> _Your objective_: In the data that follows, find each line containing "banner" and copy it.

> _Data provided_:
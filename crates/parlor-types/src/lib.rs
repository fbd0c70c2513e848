//! Shared domain types for Parlor.
//!
//! This crate contains the types used across the relay: configuration,
//! conversation and streaming types, tool definitions, memory records,
//! and their associated error enums.
//!
//! Zero infrastructure dependencies -- only serde, uuid, chrono, thiserror,
//! and toml for configuration parsing.

pub mod config;
pub mod error;
pub mod llm;
pub mod memory;
pub mod tool;
//! Welcome banner for the chat loop.

use console::style;
use uuid::Uuid;

use crate::bootstrap::Session;

/// Print the session banner: model, feature set, and the exit hints.
pub fn print_welcome(session: &Session, session_id: &Uuid) {
    let feature_label = if session.memory_enabled {
        "chat + memory"
    } else {
        "chat"
    };

    println!();
    println!(
        "  {} {} {}",
        style("Parlor").cyan().bold(),
        style("·").dim(),
        style(feature_label).dim()
    );
    println!(
        "  {} {}  {} {}",
        style("model").dim(),
        style(&session.model).cyan(),
        style("session").dim(),
        style(session_id).dim()
    );
    println!(
        "  {}",
        style("Type 'exit' to terminate, Ctrl+D to end the session.").dim()
    );
    println!();
}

> _Answer for the task_:
//! Welcome banner for the chat loop.
/// Print the session banner: model, feature set, and the exit hints.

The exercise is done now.